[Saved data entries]
● ● ● ● ● ● ●

//! Hex coordinate system for the game board.
//!
//! Uses offset "odd-q" coordinates where odd columns are shifted down by half
//! a cell. Cells are drawn as flat-top hexagons.

use serde::{Deserialize, Serialize};

/// √3, used by the pixel projection.
const SQRT_3: f32 = 1.732_050_8;

/// Offset coordinates of a board cell (odd-q).
///
/// - `q` is the column (x-axis)
/// - `r` is the row (y-axis)
/// - Odd columns are shifted down by half a cell
#[derive(Clone, Copy, PartialEq, Eq, Hash, Debug, Default, Serialize, Deserialize)]
pub struct HexCoord {
    /// Column coordinate
    pub q: i32,
    /// Row coordinate
    pub r: i32,
}

impl PartialOrd for HexCoord {
    fn partial_cmp(&self, other: &Self) -> Option<std::cmp::Ordering> {
        Some(self.cmp(other))
    }
}

impl Ord for HexCoord {
    fn cmp(&self, other: &Self) -> std::cmp::Ordering {
        // Row-major ordering for deterministic iteration
        (self.r, self.q).cmp(&(other.r, other.q))
    }
}

impl HexCoord {
    /// Create a new hex coordinate.
    #[inline]
    pub const fn new(q: i32, r: i32) -> Self {
        Self { q, r }
    }

    /// Get all 6 neighboring cells in clockwise order starting from northeast.
    ///
    /// Returns neighbors in order: NE, E, SE, SW, W, NW. The row shift of the
    /// diagonal neighbors depends on the parity of the column.
    pub fn neighbors(&self) -> [HexCoord; 6] {
        let offset = self.q & 1;

        [
            // NE
            HexCoord::new(self.q + 1, self.r - 1 + offset),
            // E
            HexCoord::new(self.q + 1, self.r + offset),
            // SE
            HexCoord::new(self.q, self.r + 1),
            // SW
            HexCoord::new(self.q - 1, self.r + offset),
            // W
            HexCoord::new(self.q - 1, self.r - 1 + offset),
            // NW
            HexCoord::new(self.q, self.r - 1),
        ]
    }

    /// Calculate the distance to another cell (in hex steps).
    pub fn distance(&self, other: &HexCoord) -> u32 {
        let (x1, y1, z1) = self.to_cube();
        let (x2, y2, z2) = other.to_cube();

        let dx = (x1 - x2).abs();
        let dy = (y1 - y2).abs();
        let dz = (z1 - z2).abs();

        dx.max(dy).max(dz) as u32
    }

    /// Convert offset coordinates to cube coordinates.
    ///
    /// Cube coordinates satisfy x + y + z = 0.
    pub fn to_cube(&self) -> (i32, i32, i32) {
        let x = self.q;
        let z = self.r - (self.q - (self.q & 1)) / 2;
        let y = -x - z;
        (x, y, z)
    }

    /// Project the cell center into pixel space for hexagons of the given
    /// outer radius.
    pub fn to_pixel(&self, size: f32) -> (f32, f32) {
        let x = size * 1.5 * self.q as f32;
        let y = size * SQRT_3 * (self.r as f32 + 0.5 * (self.q & 1) as f32);
        (x, y)
    }

    /// Get all cells within a given radius (inclusive).
    pub fn hexes_in_radius(&self, radius: u32) -> Vec<HexCoord> {
        let mut result = Vec::new();
        let r = radius as i32;

        for dq in -r..=r {
            for dr in -r - 1..=r + 1 {
                let candidate = HexCoord::new(self.q + dq, self.r + dr);
                if self.distance(&candidate) <= radius {
                    result.push(candidate);
                }
            }
        }

        result
    }
}

impl std::fmt::Display for HexCoord {
    fn fmt(&self, f: &mut std::fmt::Formatter<'_>) -> std::fmt::Result {
        write!(f, "({}, {})", self.q, self.r)
    }
}

#[cfg(test)]
mod tests {
    use super::*;

    #[test]
    fn test_new() {
        let coord = HexCoord::new(3, 5);
        assert_eq!(coord.q, 3);
        assert_eq!(coord.r, 5);
    }

    #[test]
    fn test_neighbors_even_column() {
        let n = HexCoord::new(2, 2).neighbors();
        assert_eq!(
            n,
            [
                HexCoord::new(3, 1),
                HexCoord::new(3, 2),
                HexCoord::new(2, 3),
                HexCoord::new(1, 2),
                HexCoord::new(1, 1),
                HexCoord::new(2, 1),
            ]
        );
    }

    #[test]
    fn test_neighbors_odd_column() {
        let n = HexCoord::new(3, 2).neighbors();
        assert_eq!(
            n,
            [
                HexCoord::new(4, 2),
                HexCoord::new(4, 3),
                HexCoord::new(3, 3),
                HexCoord::new(2, 3),
                HexCoord::new(2, 2),
                HexCoord::new(3, 1),
            ]
        );
    }

    #[test]
    fn test_neighbors_are_symmetric() {
        for q in 0..6 {
            for r in 0..6 {
                let c = HexCoord::new(q, r);
                for n in c.neighbors() {
                    assert!(n.neighbors().contains(&c), "{} <-> {}", c, n);
                }
            }
        }
    }

    #[test]
    fn test_distance_neighbors() {
        let coord = HexCoord::new(5, 5);
        assert_eq!(coord.distance(&coord), 0);
        for neighbor in coord.neighbors() {
            assert_eq!(coord.distance(&neighbor), 1);
        }
    }

    #[test]
    fn test_hexes_in_radius() {
        let center = HexCoord::new(5, 5);
        assert_eq!(center.hexes_in_radius(0), vec![center]);

        let radius_1 = center.hexes_in_radius(1);
        assert_eq!(radius_1.len(), 7);
        for n in center.neighbors() {
            assert!(radius_1.contains(&n));
        }

        assert_eq!(HexCoord::new(4, 4).hexes_in_radius(2).len(), 19);
    }

    #[test]
    fn test_cube_coordinates_sum_to_zero() {
        for q in -3..4 {
            for r in -3..4 {
                let (x, y, z) = HexCoord::new(q, r).to_cube();
                assert_eq!(x + y + z, 0);
            }
        }
    }

    #[test]
    fn test_to_pixel() {
        assert_eq!(HexCoord::new(0, 0).to_pixel(10.0), (0.0, 0.0));

        let (x, y) = HexCoord::new(1, 0).to_pixel(10.0);
        assert!((x - 15.0).abs() < 1e-4);
        assert!((y - 8.660254).abs() < 1e-4);

        let (x, y) = HexCoord::new(2, 1).to_pixel(10.0);
        assert!((x - 30.0).abs() < 1e-4);
        assert!((y - 17.320508).abs() < 1e-4);
    }

    #[test]
    fn test_ordering_is_row_major() {
        let mut coords = vec![HexCoord::new(1, 1), HexCoord::new(0, 2), HexCoord::new(2, 0)];
        coords.sort();
        assert_eq!(
            coords,
            vec![HexCoord::new(2, 0), HexCoord::new(1, 1), HexCoord::new(0, 2)]
        );
    }

    #[test]
    fn test_display() {
        assert_eq!(format!("{}", HexCoord::new(3, 7)), "(3, 7)");
    }
}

● ● ● ● ● ● ●

*Required work*
Repeat every entry exactly, leaving nothing out.

*Response to the exercise*
//! Hex coordinate system for the game board.
//!
//! Uses offset "odd-q" coordinates where odd columns are shifted down by half
//! a cell. Cells are drawn as flat-top hexagons.

use serde::{Deserialize, Serialize};

/// √3, used by the pixel projection.
const SQRT_3: f32 = 1.732_050_8;

/// Offset coordinates of a board cell (odd-q).
///
/// - `q` is the column (x-axis)
/// - `r` is the row (y-axis)
/// - Odd columns are shifted down by half a cell
#[derive(Clone, Copy, PartialEq, Eq, Hash, Debug, Default, Serialize, Deserialize)]
pub struct HexCoord {
    /// Column coordinate
    pub q: i32,
    /// Row coordinate
    pub r: i32,
}

impl PartialOrd for HexCoord {
    fn partial_cmp(&self, other: &Self) -> Option<std::cmp::Ordering> {
        Some(self.cmp(other))
    }
}

impl Ord for HexCoord {
    fn cmp(&self, other: &Self) -> std::cmp::Ordering {
        // Row-major ordering for deterministic iteration
        (self.r, self.q).cmp(&(other.r, other.q))
    }
}

impl HexCoord {
    /// Create a new hex coordinate.
    #[inline]
    pub const fn new(q: i32, r: i32) -> Self {
        Self { q, r }
    }

    /// Get all 6 neighboring cells in clockwise order starting from northeast.
    ///
    /// Returns neighbors in order: NE, E, SE, SW, W, NW. The row shift of the
    /// diagonal neighbors depends on the parity of the column.
    pub fn neighbors(&self) -> [HexCoord; 6] {
        let offset = self.q & 1;

        [
            // NE
            HexCoord::new(self.q + 1, self.r - 1 + offset),
            // E
            HexCoord::new(self.q + 1, self.r + offset),
            // SE
            HexCoord::new(self.q, self.r + 1),
            // SW
            HexCoord::new(self.q - 1, self.r + offset),
            // W
            HexCoord::new(self.q - 1, self.r - 1 + offset),
            // NW
            HexCoord::new(self.q, self.r - 1),
        ]
    }

    /// Calculate the distance to another cell (in hex steps).
    pub fn distance(&self, other: &HexCoord) -> u32 {
        let (x1, y1, z1) = self.to_cube();
        let (x2, y2, z2) = other.to_cube();

        let dx = (x1 - x2).abs();
        let dy = (y1 - y2).abs();
        let dz = (z1 - z2).abs();

        dx.max(dy).max(dz) as u32
    }

    /// Convert offset coordinates to cube coordinates.
    ///
    /// Cube coordinates satisfy x + y + z = 0.
    pub fn to_cube(&self) -> (i32, i32, i32) {
        let x = self.q;
        let z = self.r - (self.q - (self.q & 1)) / 2;
        let y = -x - z;
        (x, y, z)
    }

    /// Project the cell center into pixel space for hexagons of the given
    /// outer radius.
    pub fn to_pixel(&self, size: f32) -> (f32, f32) {
        let x = size * 1.5 * self.q as f32;
        let y = size * SQRT_3 * (self.r as f32 + 0.5 * (self.q & 1) as f32);
        (x, y)
    }

    /// Get all cells within a given radius (inclusive).
    pub fn hexes_in_radius(&self, radius: u32) -> Vec<HexCoord> {
        let mut result = Vec::new();
        let r = radius as i32;

        for dq in -r..=r {
            for dr in -r - 1..=r + 1 {
                let candidate = HexCoord::new(self.q + dq, self.r + dr);
                if self.distance(&candidate) <= radius {
                    result.push(candidate);
                }
            }
        }

        result
    }
}

impl std::fmt::Display for HexCoord {
    fn fmt(&self, f: &mut std::fmt::Formatter<'_>) -> std::fmt::Result {
        write!(f, "({}, {})", self.q, self.r)
    }
}

#[cfg(test)]
mod tests {
    use super::*;

    #[test]
    fn test_new() {
        let coord = HexCoord::new(3, 5);
        assert_eq!(coord.q, 3);
        assert_eq!(coord.r, 5);
    }

    #[test]
    fn test_neighbors_even_column() {
        let n = HexCoord::new(2, 2).neighbors();
        assert_eq!(
            n,
            [
                HexCoord::new(3, 1),
                HexCoord::new(3, 2),
                HexCoord::new(2, 3),
                HexCoord::new(1, 2),
                HexCoord::new(1, 1),
                HexCoord::new(2, 1),
            ]
        );
    }

    #[test]
    fn test_neighbors_odd_column() {
        let n = HexCoord::new(3, 2).neighbors();
        assert_eq!(
            n,
            [
                HexCoord::new(4, 2),
                HexCoord::new(4, 3),
                HexCoord::new(3, 3),
                HexCoord::new(2, 3),
                HexCoord::new(2, 2),
                HexCoord::new(3, 1),
            ]
        );
    }

    #[test]
    fn test_neighbors_are_symmetric() {
        for q in 0..6 {
            for r in 0..6 {
                let c = HexCoord::new(q, r);
                for n in c.neighbors() {
                    assert!(n.neighbors().contains(&c), "{} <-> {}", c, n);
                }
            }
        }
    }

    #[test]
    fn test_distance_neighbors() {
        let coord = HexCoord::new(5, 5);
        assert_eq!(coord.distance(&coord), 0);
        for neighbor in coord.neighbors() {
            assert_eq!(coord.distance(&neighbor), 1);
        }
    }

    #[test]
    fn test_hexes_in_radius() {
        let center = HexCoord::new(5, 5);
        assert_eq!(center.hexes_in_radius(0), vec![center]);

        let radius_1 = center.hexes_in_radius(1);
        assert_eq!(radius_1.len(), 7);
        for n in center.neighbors() {
            assert!(radius_1.contains(&n));
        }

        assert_eq!(HexCoord::new(4, 4).hexes_in_radius(2).len(), 19);
    }

    #[test]
    fn test_cube_coordinates_sum_to_zero() {
        for q in -3..4 {
            for r in -3..4 {
                let (x, y, z) = HexCoord::new(q, r).to_cube();
                assert_eq!(x + y + z, 0);
            }
        }
    }

    #[test]
    fn test_to_pixel() {
        assert_eq!(HexCoord::new(0, 0).to_pixel(10.0), (0.0, 0.0));

        let (x, y) = HexCoord::new(1, 0).to_pixel(10.0);
        assert!((x - 15.0).abs() < 1e-4);
        assert!((y - 8.660254).abs() < 1e-4);

        let (x, y) = HexCoord::new(2, 1).to_pixel(10.0);
        assert!((x - 30.0).abs() < 1e-4);
        assert!((y - 17.320508).abs() < 1e-4);
    }

    #[test]
    fn test_ordering_is_row_major() {
        let mut coords = vec![HexCoord::new(1, 1), HexCoord::new(0, 2), HexCoord::new(2, 0)];
        coords.sort();
        assert_eq!(
            coords,
            vec![HexCoord::new(2, 0), HexCoord::new(1, 1), HexCoord::new(0, 2)]
        );
    }

    #[test]
    fn test_display() {
        assert_eq!(format!("{}", HexCoord::new(3, 7)), "(3, 7)");
    }
}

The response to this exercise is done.